A análise de dados da Seshat mostraram que a crença em deuses moralizantes apareceram após — e não antes — o crescimento da complexidade social. Deuses “que se importam se somos bons ou maus surgiram tarde demais para incentivar a ascensão inicial das civilizações”, informaram os pesquisadores em um comunicado. E quando essas crenças apareceram, elas ocorreram nas chamadas “mega sociedades”, que são sociedades com mais de um milhão de pessoas.
“Isso sugere que, mesmo se deuses moralizantes não causaram a evolução de sociedades complexas, eles podem representar uma adaptação cultural que é necessária para manter a cooperação em tais sociedades, uma vez que elas excederam determinado tamanho, talvez devido à necessidade de sujeitar populações diversas em impérios multiétnicos a um poder comum de nível superior”, dizem os autores no estudo.
Então, sem a presença de deuses moralizantes vingadores para manter os cidadãos de sociedades complexas, é razoável imaginar como essas sociedades conseguiam se manter intactas. Uma possibilidade detectada pelos pesquisadores é que rituais diários ou coletivos — o equivalente à missa de domingo no cristianismo — apareceu antes na ascensão da complexidade social. Tais rituais, dizem, “podem ter permitido que novas crenças e práticas se espalhassem, e se estabilizassem, dentro de populações muito maiores do que era anteriormente possíveis.” Mas uma vez superado o limiar de uma mega sociedade, a coesão produzida por estes rituais não eram o suficiente para manter as coisas em ordem.
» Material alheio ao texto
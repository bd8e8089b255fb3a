//! Configuration management for tracklog.
//!
//! Configuration is resolved with the usual precedence:
//! CLI arguments over environment variables over a YAML config file over
//! built-in defaults.

use crate::core::{Result, TrackError};
use serde::{Deserialize, Serialize};
use std::net::IpAddr;
use std::time::Duration;

/// Complete configuration for tracklog
#[derive(Debug, Clone, Default, Serialize, Deserialize)]
#[serde(default)]
pub struct Config {
    /// HTTP server configuration
    pub server: ServerConfig,
    /// Track ingestion configuration
    pub ingest: IngestConfig,
    /// Logging configuration
    pub logging: LoggingConfig,
    /// Debug mode
    #[serde(skip)]
    pub debug: bool,
}

/// HTTP server configuration
#[derive(Debug, Clone, Serialize, Deserialize)]
#[serde(default)]
pub struct ServerConfig {
    /// Port to serve the REST API on
    pub port: u16,
    /// Bind address
    pub bind_address: IpAddr,
    /// Enable CORS headers
    pub enable_cors: bool,
}

/// Ingestion configuration for fetching remote track files
#[derive(Debug, Clone, Serialize, Deserialize)]
#[serde(default)]
pub struct IngestConfig {
    /// Upper bound on one track-file fetch
    #[serde(with = "humantime_serde")]
    pub fetch_timeout: Duration,
    /// Maximum accepted track-file size in bytes
    pub max_body_bytes: usize,
}

/// Logging configuration
#[derive(Debug, Clone, Serialize, Deserialize)]
#[serde(default)]
pub struct LoggingConfig {
    /// Default log level when RUST_LOG is unset
    pub level: String,
}

impl Default for ServerConfig {
    fn default() -> Self {
        Self {
            port: 8080,
            bind_address: "0.0.0.0".parse().expect("valid default bind address"),
            enable_cors: true,
        }
    }
}

impl Default for IngestConfig {
    fn default() -> Self {
        Self {
            fetch_timeout: Duration::from_secs(10),
            max_body_bytes: 10 * 1024 * 1024,
        }
    }
}

impl Default for LoggingConfig {
    fn default() -> Self {
        Self {
            level: "info".to_string(),
        }
    }
}

impl Config {
    /// Validate the configuration.
    pub fn validate(&self) -> Result<()> {
        if self.server.port == 0 {
            return Err(TrackError::config("server port must be non-zero"));
        }
        if self.ingest.fetch_timeout.is_zero() {
            return Err(TrackError::config("fetch timeout must be non-zero"));
        }
        if self.ingest.max_body_bytes == 0 {
            return Err(TrackError::config("max body size must be non-zero"));
        }
        Ok(())
    }
}

/// Builder applying configuration sources in precedence order.
#[derive(Debug, Default)]
pub struct ConfigBuilder {
    config: Config,
}

impl ConfigBuilder {
    pub fn new() -> Self {
        Self::default()
    }

    /// Load settings from YAML, replacing anything set so far.
    pub fn from_yaml(mut self, content: &str) -> Result<Self> {
        self.config = serde_yaml::from_str(content)
            .map_err(|e| TrackError::config(format!("invalid config file: {}", e)))?;
        Ok(self)
    }

    pub fn port(mut self, port: u16) -> Self {
        self.config.server.port = port;
        self
    }

    pub fn bind_address(mut self, addr: IpAddr) -> Self {
        self.config.server.bind_address = addr;
        self
    }

    pub fn fetch_timeout(mut self, timeout: Duration) -> Self {
        self.config.ingest.fetch_timeout = timeout;
        self
    }

    pub fn debug(mut self, debug: bool) -> Self {
        self.config.debug = debug;
        self
    }

    /// Validate and produce the final configuration.
    pub fn build(self) -> Result<Config> {
        self.config.validate()?;
        Ok(self.config)
    }
}

#[cfg(test)]
mod tests {
    use super::*;

    #[test]
    fn test_defaults_are_valid() {
        let config = Config::default();
        assert!(config.validate().is_ok());
        assert_eq!(config.server.port, 8080);
        assert!(config.server.enable_cors);
        assert_eq!(config.ingest.fetch_timeout, Duration::from_secs(10));
    }

    #[test]
    fn test_builder_overrides() {
        let config = ConfigBuilder::new()
            .port(9000)
            .fetch_timeout(Duration::from_secs(3))
            .debug(true)
            .build()
            .unwrap();
        assert_eq!(config.server.port, 9000);
        assert_eq!(config.ingest.fetch_timeout, Duration::from_secs(3));
        assert!(config.debug);
    }

    #[test]
    fn test_yaml_round_trip() {
        let yaml = r#"
server:
  port: 8888
ingest:
  fetch_timeout: 5s
  max_body_bytes: 1048576
logging:
  level: debug
"#;
        let config = ConfigBuilder::new().from_yaml(yaml).unwrap().build().unwrap();
        assert_eq!(config.server.port, 8888);
        assert_eq!(config.ingest.fetch_timeout, Duration::from_secs(5));
        assert_eq!(config.ingest.max_body_bytes, 1_048_576);
        assert_eq!(config.logging.level, "debug");
    }

    #[test]
    fn test_invalid_port_rejected() {
        let result = ConfigBuilder::new().port(0).build();
        assert!(matches!(result, Err(TrackError::Config(_))));
    }

    #[test]
    fn test_malformed_yaml_rejected() {
        assert!(ConfigBuilder::new().from_yaml("server: [").is_err());
    }
}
Um possível descuido neste novo estudo é a possibildiade de que deuses moralizantes criaram, de fato, a expansão inicial da complexidade — o problema é que essas datas simplesmente não existem, até porque essas sociedades iniciais não mantinham registros escritos. Os pesquisadores admitem que esta é uma possibilidade de distinção, mas “o fato de que registros escritos precederam o desenvolvimento de deuses moralizantes em 9 das 12 regiões analisadas (por um período médio de 400 anos) — combinado com o fato de que a evidência de que deuses moralizantes não foram encontradas na maioria das sociedades não-alfabetizadas — sugere que tais crenças não foram espalhadas antes da invenção da escrita”, explica um dos autores do novo estudo.
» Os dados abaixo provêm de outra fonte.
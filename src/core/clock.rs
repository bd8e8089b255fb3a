//! Millisecond clock and track identifier assignment.
//!
//! Identifiers double as the insertion-order sort key, so there is exactly
//! one counter per process and it only ever moves forward. The wall clock is
//! used for request processing telemetry and uptime, never for identity.

use std::sync::atomic::{AtomicI64, Ordering};
use std::time::{Duration, SystemTime, UNIX_EPOCH};

/// Returns the current wall-clock time as signed milliseconds since the Unix
/// epoch. Wall-clock non-monotonicity is an accepted limitation; callers use
/// this for elapsed-time telemetry, not ordering.
pub fn millis_since_epoch() -> i64 {
    SystemTime::now()
        .duration_since(UNIX_EPOCH)
        .map(|d| d.as_millis() as i64)
        .unwrap_or(0)
}

/// Hands out dense, strictly increasing track identifiers starting at 0.
///
/// Shared across request handlers behind an `Arc`; the atomic is the only
/// synchronization the counter needs. Identifiers are never reused, even
/// when the ingestion that claimed one fails before the record is stored.
#[derive(Debug, Default)]
pub struct IdGenerator {
    next: AtomicI64,
}

impl IdGenerator {
    pub fn new() -> Self {
        Self {
            next: AtomicI64::new(0),
        }
    }

    /// Claims the next identifier.
    pub fn next_id(&self) -> i64 {
        self.next.fetch_add(1, Ordering::SeqCst)
    }

    /// The identifier the next successful ingestion will receive.
    pub fn peek(&self) -> i64 {
        self.next.load(Ordering::SeqCst)
    }
}

/// Formats an elapsed duration as `P{days}D{hours}H{minutes}M{seconds}S`.
///
/// Hours, minutes and seconds wrap at their natural period; days do not.
pub fn format_uptime(elapsed: Duration) -> String {
    let secs = elapsed.as_secs();
    format!(
        "P{}D{}H{}M{}S",
        secs / 86_400,
        (secs / 3_600) % 24,
        (secs / 60) % 60,
        secs % 60,
    )
}
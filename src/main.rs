//! Tracklog CLI entry point.

use tracklog::cli::{self, Cli};
use tracklog::core::Result;

#[tokio::main]
async fn main() -> Result<()> {
    // Parse command-line arguments
    let cli = Cli::parse_args();

    // Run the service
    cli::execute(cli).await
}
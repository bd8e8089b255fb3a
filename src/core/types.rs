//! Domain models for ingested flight tracks.

use crate::core::{Result, TrackError};
use chrono::NaiveDate;
use serde::{Deserialize, Serialize};
use std::str::FromStr;

/// One ingested flight track.
///
/// Records are immutable once stored. The identifier is assigned by
/// [`crate::core::IdGenerator`] before the record reaches the store; it is
/// the primary key, the insertion-order sort key, and the value behind the
/// `timestamp` wire tag (the original data model carried identifier and
/// timestamp as one interchangeable value, and that duality is kept as a
/// single field).
#[derive(Debug, Clone, PartialEq, Serialize, Deserialize)]
pub struct TrackRecord {
    /// Dense identifier, strictly increasing from 0 per process lifetime.
    #[serde(rename = "timestamp")]
    pub id: i64,
    /// Flight date from the source file, not the ingestion date.
    #[serde(rename = "H_date")]
    pub h_date: NaiveDate,
    /// Pilot name, copied verbatim from the source file.
    pub pilot: String,
    /// Glider type, copied verbatim.
    pub glider: String,
    /// Glider registration, copied verbatim.
    pub glider_id: String,
    /// Cumulative track distance in km, formatted once at ingestion.
    pub track_length: String,
    /// The URL the caller submitted, retained for audit.
    pub track_src_url: String,
}

/// The fixed, case-insensitive vocabulary of single-field lookups.
///
/// Variants mirror the wire tags of [`TrackRecord`] one-to-one so the
/// vocabulary stays single-sourced with whole-record serialization.
#[derive(Debug, Clone, Copy, PartialEq, Eq)]
pub enum TrackField {
    Pilot,
    Glider,
    GliderId,
    HDate,
    Timestamp,
    TrackLength,
    TrackSrcUrl,
}

impl TrackField {
    /// The wire name of this field.
    pub fn as_str(&self) -> &'static str {
        match self {
            Self::Pilot => "pilot",
            Self::Glider => "glider",
            Self::GliderId => "glider_id",
            Self::HDate => "H_date",
            Self::Timestamp => "timestamp",
            Self::TrackLength => "track_length",
            Self::TrackSrcUrl => "track_src_url",
        }
    }

    /// The string form of this field on a record, as served by the
    /// plain-text field endpoint.
    pub fn value_of(&self, record: &TrackRecord) -> String {
        match self {
            Self::Pilot => record.pilot.clone(),
            Self::Glider => record.glider.clone(),
            Self::GliderId => record.glider_id.clone(),
            Self::HDate => record.h_date.to_string(),
            Self::Timestamp => record.id.to_string(),
            Self::TrackLength => record.track_length.clone(),
            Self::TrackSrcUrl => record.track_src_url.clone(),
        }
    }
}

impl FromStr for TrackField {
    type Err = TrackError;

    fn from_str(s: &str) -> Result<Self> {
        match s.to_ascii_lowercase().as_str() {
            "pilot" => Ok(Self::Pilot),
            "glider" => Ok(Self::Glider),
            "glider_id" => Ok(Self::GliderId),
            "h_date" => Ok(Self::HDate),
            "timestamp" => Ok(Self::Timestamp),
            "track_length" => Ok(Self::TrackLength),
            "track_src_url" => Ok(Self::TrackSrcUrl),
            other => Err(TrackError::UnknownField(other.to_string())),
        }
    }
}

/// POST body for track ingestion. Partial or malformed bodies decode to the
/// default and fail downstream at the parser, never in the decoder.
#[derive(Debug, Clone, Default, Serialize, Deserialize)]
pub struct UrlRequest {
    #[serde(default)]
    pub url: String,
}

/// Static service metadata plus computed uptime.
#[derive(Debug, Clone, Serialize, Deserialize)]
pub struct ServiceMeta {
    pub uptime: String,
    pub info: String,
    pub version: String,
}

/// A bounded page of recent track identifiers with summary bounds.
#[derive(Debug, Clone, PartialEq, Serialize, Deserialize)]
pub struct Ticker {
    /// Identifier of the most recently inserted record, 0 when empty.
    pub t_latest: i64,
    /// First identifier on this page, 0 when empty.
    pub t_start: i64,
    /// Last identifier on this page, 0 when empty.
    pub t_stop: i64,
    /// Identifiers on this page, ascending; at most [`Ticker::PAGE_SIZE`].
    pub tracks: Vec<i64>,
    /// Wall-clock milliseconds spent computing the page.
    pub processing: i64,
}

impl Ticker {
    /// Number of identifiers returned per ticker page.
    pub const PAGE_SIZE: usize = 5;
}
Ahmed Skali, um pesquisador do Departamento de Economia, Finanças e Marketing do Instituto Real de Tecnologia de Melbourne, na Austrália, descreveu o novo estudo como “fascinante”, dizendo que ele “destaca o enorme progresso que a comunidade científica fez em entender por que e como nós chegamos às sociedades que temos hoje em dia”. Ele admitiu ter ficado surpreso com os resultados.
“Minha melhor leitura das evidências disponíveis foi que deuses moralizantes surgiram antes, e então as sociedades os utilizaram para reforçar a coperação”, disse Skali ao Gizmodo. “Por essa razão que a ciência empírica é tão empolgante, e tais estudos cuidados planejados, como sete, ajudam a mudar nossa compreensão do mundo em que vivemos.”
Skali disse que o fato de impérios multiétnicos poderem ser sustentados por religiões pró-sociais faz bastante sentido, dando como exemplos dois califados islâmicos que ocorreram do século 7 ao século 16 no Império Otomano, entre outros. Ele também achou interessante que a cultura de escrita tende a emergir antes da aparecerem deuses moralizantes. O especialista especulou que é mais fácil para o conceito de deuses moralizantes ser disseminado uma vez que a tecnologia permite, num processo similar ao que ocorreu com a Reforma Protestante que se espalhou por meio da prensa de Gutenberg na Europa durante o século 16.
Por fim, o estudo sugere que as pessoas não se comportavam moralmente por medo de uma vida infernal ditada por um deus moralizante.
“Em vez disso, há evidências que sugerem que a rotina de rituais ajudavam com que as pessoas se unissem”, disse Skali. “Isso é um achado fascinante.”